(THE INPUT begins)

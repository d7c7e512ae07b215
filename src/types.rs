use std::fmt;

use chrono::{DateTime, Utc};
use serde::{Deserialize, Serialize};
use serde_json::{Map, Value};

/// Configuration sections the device exposes under `/api/config/{section}`.
#[derive(Debug, Clone, Copy, PartialEq, Eq, Hash, Serialize, Deserialize)]
#[serde(rename_all = "lowercase")]
pub enum ConfigSection {
    Mqtt,
    Devices,
    Covers,
    Sensors,
    Modbus,
    System,
}

impl ConfigSection {
    pub const ALL: [ConfigSection; 6] = [
        ConfigSection::Mqtt,
        ConfigSection::Devices,
        ConfigSection::Covers,
        ConfigSection::Sensors,
        ConfigSection::Modbus,
        ConfigSection::System,
    ];

    pub fn as_str(&self) -> &'static str {
        match self {
            ConfigSection::Mqtt => "mqtt",
            ConfigSection::Devices => "devices",
            ConfigSection::Covers => "covers",
            ConfigSection::Sensors => "sensors",
            ConfigSection::Modbus => "modbus",
            ConfigSection::System => "system",
        }
    }

    pub fn from_name(s: &str) -> Option<Self> {
        Self::ALL.into_iter().find(|section| section.as_str() == s)
    }
}

impl fmt::Display for ConfigSection {
    fn fmt(&self, f: &mut fmt::Formatter<'_>) -> fmt::Result {
        f.write_str(self.as_str())
    }
}

/// Ordered key sequence locating a value inside a [`Snapshot`].
pub type FieldPath = &'static [&'static str];

/// Walk `path` from `root`. Absent keys, non-object intermediates and JSON
/// `null` all read as `None`.
pub fn lookup<'a>(root: &'a Value, path: &[&str]) -> Option<&'a Value> {
    let mut current = root;
    for key in path {
        current = current.as_object()?.get(*key)?;
    }
    match current {
        Value::Null => None,
        v => Some(v),
    }
}

/// The merged result of one refresh cycle.
///
/// `status` and `system_info` always come from the same cycle.
#[derive(Debug, Clone, PartialEq)]
pub struct Snapshot {
    root: Value,
    fetched_at: DateTime<Utc>,
}

impl Snapshot {
    pub fn new(status: Value, system_info: Value) -> Self {
        Self::at(status, system_info, Utc::now())
    }

    pub fn at(status: Value, system_info: Value, fetched_at: DateTime<Utc>) -> Self {
        let mut root = Map::new();
        root.insert("status".to_string(), status);
        root.insert("system_info".to_string(), system_info);
        Self {
            root: Value::Object(root),
            fetched_at,
        }
    }

    pub fn status(&self) -> &Value {
        &self.root["status"]
    }

    pub fn system_info(&self) -> &Value {
        &self.root["system_info"]
    }

    /// Both halves as one JSON object keyed `status` / `system_info`.
    pub fn as_value(&self) -> &Value {
        &self.root
    }

    pub fn fetched_at(&self) -> DateTime<Utc> {
        self.fetched_at
    }

    pub fn get(&self, path: &[&str]) -> Option<&Value> {
        lookup(&self.root, path)
    }

    /// Firmware version reported by `system_info.version`.
    pub fn version(&self) -> Option<&str> {
        self.get(&["system_info", "version"]).and_then(Value::as_str)
    }
}

#[derive(Debug, Clone, Copy, PartialEq, Eq)]
pub enum SensorDeviceClass {
    Temperature,
    DataSize,
    Duration,
}

#[derive(Debug, Clone, Copy, PartialEq, Eq)]
pub enum StateClass {
    Measurement,
    TotalIncreasing,
}

#[derive(Debug, Clone, Copy, PartialEq, Eq)]
pub enum BinarySensorDeviceClass {
    Connectivity,
}

#[derive(Debug, Clone, Copy, PartialEq, Eq)]
pub enum EntityCategory {
    Diagnostic,
    Config,
}
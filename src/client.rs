use std::path::PathBuf;
use std::sync::{Arc, Mutex};
use std::time::Duration;

use reqwest::header::CONTENT_TYPE;
use reqwest::Method;
use serde_json::Value;
use tracing::{debug, trace};

use crate::logger::{MessageLogMode, MessageLogger};
use crate::protocol::{
    config_section_path, normalize_devices, parse_body, restart_required, API_CONFIG,
    API_DEVICES, API_KEY_HEADER, API_RELOAD, API_RESTART, API_STATUS, API_SYSTEM_INFO,
};
use crate::types::ConfigSection;
use crate::{Error, Result};

pub const DEFAULT_REQUEST_TIMEOUT: Duration = Duration::from_secs(10);

/// Result of replacing a configuration section.
#[derive(Debug, Clone, PartialEq)]
pub struct SectionUpdate {
    /// The device needs a service restart before the change takes effect.
    pub restart_required: bool,
    pub response: Value,
}

pub struct AkariClientBuilder {
    api_url: String,
    api_key: String,
    timeout: Duration,
    http: Option<reqwest::Client>,
    log_mode: Option<MessageLogMode>,
    log_path: Option<PathBuf>,
}

impl AkariClientBuilder {
    pub fn new(api_url: impl Into<String>) -> Self {
        Self {
            api_url: api_url.into(),
            api_key: String::new(),
            timeout: DEFAULT_REQUEST_TIMEOUT,
            http: None,
            log_mode: None,
            log_path: None,
        }
    }

    /// Shared secret sent as `X-API-Key`. Empty means no-auth mode.
    pub fn api_key(mut self, key: impl Into<String>) -> Self {
        self.api_key = key.into();
        self
    }

    pub fn timeout(mut self, timeout: Duration) -> Self {
        self.timeout = timeout;
        self
    }

    /// Reuse an existing session. The client never closes it.
    pub fn http_client(mut self, http: reqwest::Client) -> Self {
        self.http = Some(http);
        self
    }

    pub fn message_log(mut self, mode: MessageLogMode, path: impl Into<PathBuf>) -> Self {
        self.log_mode = Some(mode);
        self.log_path = Some(path.into());
        self
    }

    pub fn build(self) -> Result<AkariClient> {
        let http = match self.http {
            Some(http) => http,
            None => reqwest::Client::builder()
                .build()
                .map_err(|e| Error::Config(format!("failed to build HTTP client: {e}")))?,
        };

        let logger = match (self.log_mode, self.log_path) {
            (Some(mode), Some(path)) => {
                let logger = MessageLogger::new(mode, &path).map_err(|e| {
                    Error::Config(format!("failed to open message log {}: {e}", path.display()))
                })?;
                Some(Arc::new(Mutex::new(logger)))
            }
            _ => None,
        };

        Ok(AkariClient {
            http,
            base_url: self.api_url.trim_end_matches('/').to_string(),
            api_key: self.api_key,
            timeout: self.timeout,
            logger,
        })
    }
}

/// Async client for the Akari REST API.
///
/// Stateless apart from the endpoint it was built for; cloning shares the
/// underlying session and message log.
#[derive(Clone)]
pub struct AkariClient {
    http: reqwest::Client,
    base_url: String,
    api_key: String,
    timeout: Duration,
    logger: Option<Arc<Mutex<MessageLogger>>>,
}

impl AkariClient {
    pub fn builder(api_url: impl Into<String>) -> AkariClientBuilder {
        AkariClientBuilder::new(api_url)
    }

    pub fn base_url(&self) -> &str {
        &self.base_url
    }

    /// Perform one request and parse the body as JSON.
    ///
    /// 401/403 map to [`Error::Auth`]; transport failures, timeouts and any
    /// other non-2xx status map to [`Error::Connection`].
    pub async fn request(&self, method: Method, path: &str, body: Option<&Value>) -> Result<Value> {
        let url = format!("{}{path}", self.base_url);
        trace!(%method, %url, "sending request");
        self.with_logger(|l| l.log_request(method.as_str(), path, body));

        let mut req = self
            .http
            .request(method.clone(), &url)
            .timeout(self.timeout)
            .header(CONTENT_TYPE, "application/json");
        if !self.api_key.is_empty() {
            req = req.header(API_KEY_HEADER, &self.api_key);
        }
        if let Some(body) = body {
            req = req.json(body);
        }

        let resp = match req.send().await {
            Ok(resp) => resp,
            Err(e) => return Err(self.fail(&method, path, self.transport_error(&url, &e))),
        };

        let status = resp.status();
        match status.as_u16() {
            401 => return Err(self.fail(&method, path, Error::Auth("Invalid API key".into()))),
            403 => {
                return Err(self.fail(
                    &method,
                    path,
                    Error::Auth("Forbidden: check API key permissions".into()),
                ));
            }
            s if !status.is_success() => {
                return Err(self.fail(
                    &method,
                    path,
                    Error::Connection(format!("Unexpected response {s} from {url}")),
                ));
            }
            _ => {}
        }

        let text = match resp.text().await {
            Ok(text) => text,
            Err(e) => return Err(self.fail(&method, path, self.transport_error(&url, &e))),
        };
        let value = parse_body(&text).map_err(|e| self.fail(&method, path, e))?;

        debug!(%method, %url, status = status.as_u16(), "request complete");
        self.with_logger(|l| l.log_response(method.as_str(), path, status.as_u16(), &value));
        Ok(value)
    }

    /// Module/device status.
    pub async fn get_status(&self) -> Result<Value> {
        self.request(Method::GET, API_STATUS, None).await
    }

    /// CPU temperature, memory, uptime, version.
    pub async fn get_system_info(&self) -> Result<Value> {
        self.request(Method::GET, API_SYSTEM_INFO, None).await
    }

    pub async fn get_config(&self) -> Result<Value> {
        self.request(Method::GET, API_CONFIG, None).await
    }

    pub async fn get_config_section(&self, section: ConfigSection) -> Result<Value> {
        self.request(Method::GET, &config_section_path(section), None).await
    }

    /// Replace one configuration section.
    pub async fn update_config_section(
        &self,
        section: ConfigSection,
        data: &Value,
    ) -> Result<SectionUpdate> {
        let response = self
            .request(Method::PUT, &config_section_path(section), Some(data))
            .await?;
        Ok(SectionUpdate {
            restart_required: restart_required(&response),
            response,
        })
    }

    /// Hot-reload the device configuration without restarting.
    pub async fn reload_config(&self) -> Result<Value> {
        self.request(Method::POST, API_RELOAD, None).await
    }

    /// Restart the device service. The device drops off the network shortly after.
    pub async fn restart(&self) -> Result<Value> {
        self.request(Method::POST, API_RESTART, None).await
    }

    pub async fn get_devices(&self) -> Result<Vec<Value>> {
        let body = self.request(Method::GET, API_DEVICES, None).await?;
        Ok(normalize_devices(body))
    }

    // -- Helpers --

    fn transport_error(&self, url: &str, e: &reqwest::Error) -> Error {
        if e.is_timeout() {
            Error::Connection(format!(
                "Timed out after {}s talking to Akari at {url}",
                self.timeout.as_secs()
            ))
        } else {
            Error::Connection(format!("Cannot connect to Akari at {url}: {e}"))
        }
    }

    fn fail(&self, method: &Method, path: &str, error: Error) -> Error {
        debug!(%method, path, error = %error, "request failed");
        self.with_logger(|l| l.log_failure(method.as_str(), path, &error.to_string()));
        error
    }

    fn with_logger(&self, f: impl FnOnce(&mut MessageLogger)) {
        if let Some(logger) = &self.logger
            && let Ok(mut logger) = logger.lock()
        {
            f(&mut logger);
        }
    }
}
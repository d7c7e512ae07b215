use std::collections::HashMap;
use std::fs::{File, OpenOptions};
use std::io::Write;
use std::path::Path;

use chrono::Utc;
use serde_json::{json, Value};
use tracing::warn;

use crate::diff::diff_json;

/// How response bodies are written to the message log.
#[derive(Debug, Clone, Copy, PartialEq, Eq)]
pub enum MessageLogMode {
    /// Every response body in full.
    Full,
    /// The first body per path in full, then only the changed leaves.
    Diffed,
}

/// Append-only NDJSON log of every request sent to and response read from
/// the device.
pub(crate) struct MessageLogger {
    mode: MessageLogMode,
    file: File,
    previous: HashMap<String, Value>,
}

impl MessageLogger {
    pub fn new(mode: MessageLogMode, path: impl AsRef<Path>) -> std::io::Result<Self> {
        let file = OpenOptions::new().create(true).append(true).open(path)?;
        Ok(Self {
            mode,
            file,
            previous: HashMap::new(),
        })
    }

    pub fn log_request(&mut self, method: &str, path: &str, body: Option<&Value>) {
        let entry = json!({
            "ts": Utc::now().to_rfc3339(),
            "dir": "req",
            "method": method,
            "path": path,
            "body": body,
        });
        self.write_line(&entry);
    }

    pub fn log_response(&mut self, method: &str, path: &str, status: u16, body: &Value) {
        let ts = Utc::now().to_rfc3339();
        let entry = match self.mode {
            MessageLogMode::Full => json!({
                "ts": ts,
                "dir": "resp",
                "method": method,
                "path": path,
                "status": status,
                "body": body,
            }),
            MessageLogMode::Diffed => match self.previous.insert(path.to_string(), body.clone()) {
                None => json!({
                    "ts": ts,
                    "dir": "resp",
                    "method": method,
                    "path": path,
                    "status": status,
                    "full": true,
                    "body": body,
                }),
                Some(prev) => {
                    let mut changes = Vec::new();
                    diff_json(&prev, body, "", &mut changes);
                    let changes: Vec<Value> = changes
                        .into_iter()
                        .map(|c| json!({ "path": c.path, "old": c.old, "new": c.new }))
                        .collect();
                    json!({
                        "ts": ts,
                        "dir": "resp",
                        "method": method,
                        "path": path,
                        "status": status,
                        "changes": changes,
                    })
                }
            },
        };
        self.write_line(&entry);
    }

    pub fn log_failure(&mut self, method: &str, path: &str, error: &str) {
        let entry = json!({
            "ts": Utc::now().to_rfc3339(),
            "dir": "err",
            "method": method,
            "path": path,
            "error": error,
        });
        self.write_line(&entry);
    }

    fn write_line(&mut self, entry: &Value) {
        if let Ok(line) = serde_json::to_string(entry)
            && let Err(e) = writeln!(self.file, "{line}")
        {
            warn!("failed to write message log entry: {e}");
        }
    }
}

#[cfg(test)]
mod tests {
    use super::*;
    use tempfile::NamedTempFile;

    fn read_lines(path: &Path) -> Vec<Value> {
        std::fs::read_to_string(path)
            .unwrap()
            .lines()
            .map(|l| serde_json::from_str(l).unwrap())
            .collect()
    }

    #[test]
    fn request_entry_is_ndjson() {
        let tmp = NamedTempFile::new().unwrap();
        let mut logger = MessageLogger::new(MessageLogMode::Full, tmp.path()).unwrap();
        logger.log_request("PUT", "/api/config/mqtt", Some(&json!({"host": "broker"})));

        let lines = read_lines(tmp.path());
        assert_eq!(lines.len(), 1);
        assert_eq!(lines[0]["dir"], "req");
        assert_eq!(lines[0]["method"], "PUT");
        assert_eq!(lines[0]["body"]["host"], "broker");
        assert!(lines[0]["ts"].as_str().is_some());
    }

    #[test]
    fn diffed_mode_tracks_each_path_separately() {
        let tmp = NamedTempFile::new().unwrap();
        let mut logger = MessageLogger::new(MessageLogMode::Diffed, tmp.path()).unwrap();

        logger.log_response("GET", "/api/status", 200, &json!({"modules": {"mqtt": "ok"}}));
        logger.log_response("GET", "/api/system/info", 200, &json!({"cpu_temp": 40}));
        logger.log_response("GET", "/api/status", 200, &json!({"modules": {"mqtt": "down"}}));

        let lines = read_lines(tmp.path());
        assert_eq!(lines.len(), 3);
        assert_eq!(lines[0]["full"], true);
        assert_eq!(lines[1]["full"], true);
        let changes = lines[2]["changes"].as_array().unwrap();
        assert_eq!(changes.len(), 1);
        assert_eq!(changes[0]["path"], "modules.mqtt");
        assert_eq!(changes[0]["new"], "down");
    }

    #[test]
    fn full_mode_logs_every_body() {
        let tmp = NamedTempFile::new().unwrap();
        let mut logger = MessageLogger::new(MessageLogMode::Full, tmp.path()).unwrap();
        let body = json!({"cpu_temp": 40});
        logger.log_response("GET", "/api/system/info", 200, &body);
        logger.log_response("GET", "/api/system/info", 200, &body);

        let lines = read_lines(tmp.path());
        assert_eq!(lines.len(), 2);
        assert_eq!(lines[1]["body"], body);
        assert!(lines[1].get("changes").is_none());
    }

    #[test]
    fn failure_entry_records_error() {
        let tmp = NamedTempFile::new().unwrap();
        let mut logger = MessageLogger::new(MessageLogMode::Full, tmp.path()).unwrap();
        logger.log_failure("POST", "/api/system/restart", "Invalid API key");

        let lines = read_lines(tmp.path());
        assert_eq!(lines[0]["dir"], "err");
        assert_eq!(lines[0]["error"], "Invalid API key");
    }
}
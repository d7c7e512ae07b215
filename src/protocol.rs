use serde_json::Value;

use crate::types::ConfigSection;
use crate::{Error, Result};

pub const API_STATUS: &str = "/api/status";
pub const API_SYSTEM_INFO: &str = "/api/system/info";
pub const API_CONFIG: &str = "/api/config";
pub const API_RELOAD: &str = "/api/config/reload";
pub const API_RESTART: &str = "/api/system/restart";
pub const API_DEVICES: &str = "/api/devices";

pub const API_KEY_HEADER: &str = "X-API-Key";

pub fn config_section_path(section: ConfigSection) -> String {
    format!("{API_CONFIG}/{}", section.as_str())
}

/// Parse a response body as JSON regardless of its declared content type.
/// An empty body is JSON `null`.
pub fn parse_body(body: &str) -> Result<Value> {
    if body.trim().is_empty() {
        return Ok(Value::Null);
    }
    serde_json::from_str(body).map_err(|e| Error::Protocol(format!("invalid JSON body: {e}")))
}

/// `/api/devices` answers either a bare list or `{"devices": [...]}`.
pub fn normalize_devices(body: Value) -> Vec<Value> {
    match body {
        Value::Array(devices) => devices,
        Value::Object(mut map) => match map.remove("devices") {
            Some(Value::Array(devices)) => devices,
            _ => vec![],
        },
        _ => vec![],
    }
}

pub fn restart_required(body: &Value) -> bool {
    body.get("restart_required")
        .and_then(Value::as_bool)
        .unwrap_or(false)
}
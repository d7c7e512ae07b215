use std::path::Path;
use std::time::Duration;

use serde::Deserialize;

use crate::{Error, Result};

pub const DEFAULT_PORT: u16 = 8080;
pub const DEFAULT_SCAN_INTERVAL_SECS: u64 = 30;
pub const DEFAULT_REQUEST_TIMEOUT_SECS: u64 = 10;

pub fn build_api_url(host: &str, port: u16) -> String {
    format!("http://{host}:{port}")
}

/// Bridge configuration, usually read from a TOML file:
///
/// ```toml
/// scan_interval_secs = 30
///
/// [[devices]]
/// device_id = "pi-garage"
/// name = "Garage"
/// host = "192.168.1.40"
/// api_key = "secret"
/// ```
#[derive(Debug, Clone, PartialEq, Eq, Deserialize)]
#[serde(deny_unknown_fields)]
pub struct BridgeConfig {
    #[serde(default = "default_scan_interval")]
    pub scan_interval_secs: u64,
    #[serde(default = "default_request_timeout")]
    pub request_timeout_secs: u64,
    #[serde(default)]
    pub devices: Vec<DeviceConfig>,
}

fn default_scan_interval() -> u64 {
    DEFAULT_SCAN_INTERVAL_SECS
}

fn default_request_timeout() -> u64 {
    DEFAULT_REQUEST_TIMEOUT_SECS
}

impl Default for BridgeConfig {
    fn default() -> Self {
        Self {
            scan_interval_secs: DEFAULT_SCAN_INTERVAL_SECS,
            request_timeout_secs: DEFAULT_REQUEST_TIMEOUT_SECS,
            devices: Vec::new(),
        }
    }
}

/// One device as written in the config file. Either `api_url` or `host`
/// (with optional `port`) locates it.
#[derive(Debug, Clone, PartialEq, Eq, Deserialize)]
#[serde(deny_unknown_fields)]
pub struct DeviceConfig {
    pub device_id: String,
    pub entry_id: Option<String>,
    pub name: Option<String>,
    pub api_url: Option<String>,
    pub host: Option<String>,
    pub port: Option<u16>,
    #[serde(default)]
    pub api_key: String,
}

/// A validated device connection description.
#[derive(Debug, Clone, PartialEq, Eq)]
pub struct DeviceEntry {
    pub entry_id: String,
    pub device_id: String,
    pub title: String,
    pub api_url: String,
    pub api_key: String,
}

impl DeviceEntry {
    pub fn new(device_id: impl Into<String>, api_url: impl Into<String>) -> Self {
        let device_id = device_id.into();
        Self {
            entry_id: device_id.clone(),
            title: device_id.clone(),
            device_id,
            api_url: api_url.into(),
            api_key: String::new(),
        }
    }

    pub fn with_api_key(mut self, api_key: impl Into<String>) -> Self {
        self.api_key = api_key.into();
        self
    }

    pub fn with_title(mut self, title: impl Into<String>) -> Self {
        self.title = title.into();
        self
    }

    pub fn with_entry_id(mut self, entry_id: impl Into<String>) -> Self {
        self.entry_id = entry_id.into();
        self
    }
}

impl BridgeConfig {
    pub fn from_toml_str(s: &str) -> Result<Self> {
        let config: BridgeConfig =
            toml::from_str(s).map_err(|e| Error::Config(e.to_string()))?;
        config.validate()?;
        Ok(config)
    }

    pub fn load(path: impl AsRef<Path>) -> Result<Self> {
        let path = path.as_ref();
        let text = std::fs::read_to_string(path)
            .map_err(|e| Error::Config(format!("cannot read {}: {e}", path.display())))?;
        Self::from_toml_str(&text)
    }

    pub fn scan_interval(&self) -> Duration {
        Duration::from_secs(self.scan_interval_secs)
    }

    pub fn request_timeout(&self) -> Duration {
        Duration::from_secs(self.request_timeout_secs)
    }

    /// Resolve every configured device into a [`DeviceEntry`].
    pub fn entries(&self) -> Result<Vec<DeviceEntry>> {
        self.devices.iter().map(DeviceConfig::to_entry).collect()
    }

    fn validate(&self) -> Result<()> {
        if self.scan_interval_secs == 0 {
            return Err(Error::Config("scan_interval_secs must be positive".into()));
        }
        if self.request_timeout_secs == 0 {
            return Err(Error::Config("request_timeout_secs must be positive".into()));
        }
        let entries = self.entries()?;
        for (i, entry) in entries.iter().enumerate() {
            if entries[..i].iter().any(|e| e.entry_id == entry.entry_id) {
                return Err(Error::Config(format!("duplicate entry id '{}'", entry.entry_id)));
            }
        }
        Ok(())
    }
}

impl DeviceConfig {
    pub fn to_entry(&self) -> Result<DeviceEntry> {
        let device_id = self.device_id.trim();
        if device_id.is_empty() {
            return Err(Error::Config("device_id must not be empty".into()));
        }
        let api_url = match (&self.api_url, &self.host) {
            (Some(url), None) => url.trim().trim_end_matches('/').to_string(),
            (None, Some(host)) => {
                build_api_url(host.trim(), self.port.unwrap_or(DEFAULT_PORT))
            }
            (Some(_), Some(_)) => {
                return Err(Error::Config(format!(
                    "device '{device_id}': set either api_url or host, not both"
                )));
            }
            (None, None) => {
                return Err(Error::Config(format!(
                    "device '{device_id}': api_url or host is required"
                )));
            }
        };

        let mut entry = DeviceEntry::new(device_id, api_url).with_api_key(self.api_key.trim());
        if let Some(entry_id) = &self.entry_id {
            entry = entry.with_entry_id(entry_id.as_str());
        }
        if let Some(name) = &self.name {
            entry = entry.with_title(name.as_str());
        }
        Ok(entry)
    }
}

(THE INPUT ends)

### WHAT THE TASK ASKS:
Could you please copy the lines above exactly, beginning at the first and ending at the line that contains "intermediates and JSON"?

### ANSWER BOX:
repository d7c7e512ae07b215
filename src/types.rs
use std::fmt;

use chrono::{DateTime, Utc};
use serde::{Deserialize, Serialize};
use serde_json::{Map, Value};

/// Configuration sections the device exposes under `/api/config/{section}`.
#[derive(Debug, Clone, Copy, PartialEq, Eq, Hash, Serialize, Deserialize)]
#[serde(rename_all = "lowercase")]
pub enum ConfigSection {
    Mqtt,
    Devices,
    Covers,
    Sensors,
    Modbus,
    System,
}

impl ConfigSection {
    pub const ALL: [ConfigSection; 6] = [
        ConfigSection::Mqtt,
        ConfigSection::Devices,
        ConfigSection::Covers,
        ConfigSection::Sensors,
        ConfigSection::Modbus,
        ConfigSection::System,
    ];

    pub fn as_str(&self) -> &'static str {
        match self {
            ConfigSection::Mqtt => "mqtt",
            ConfigSection::Devices => "devices",
            ConfigSection::Covers => "covers",
            ConfigSection::Sensors => "sensors",
            ConfigSection::Modbus => "modbus",
            ConfigSection::System => "system",
        }
    }

    pub fn from_name(s: &str) -> Option<Self> {
        Self::ALL.into_iter().find(|section| section.as_str() == s)
    }
}

impl fmt::Display for ConfigSection {
    fn fmt(&self, f: &mut fmt::Formatter<'_>) -> fmt::Result {
        f.write_str(self.as_str())
    }
}

/// Ordered key sequence locating a value inside a [`Snapshot`].
pub type FieldPath = &'static [&'static str];

/// Walk `path` from `root`. Absent keys, non-object intermediates and JSON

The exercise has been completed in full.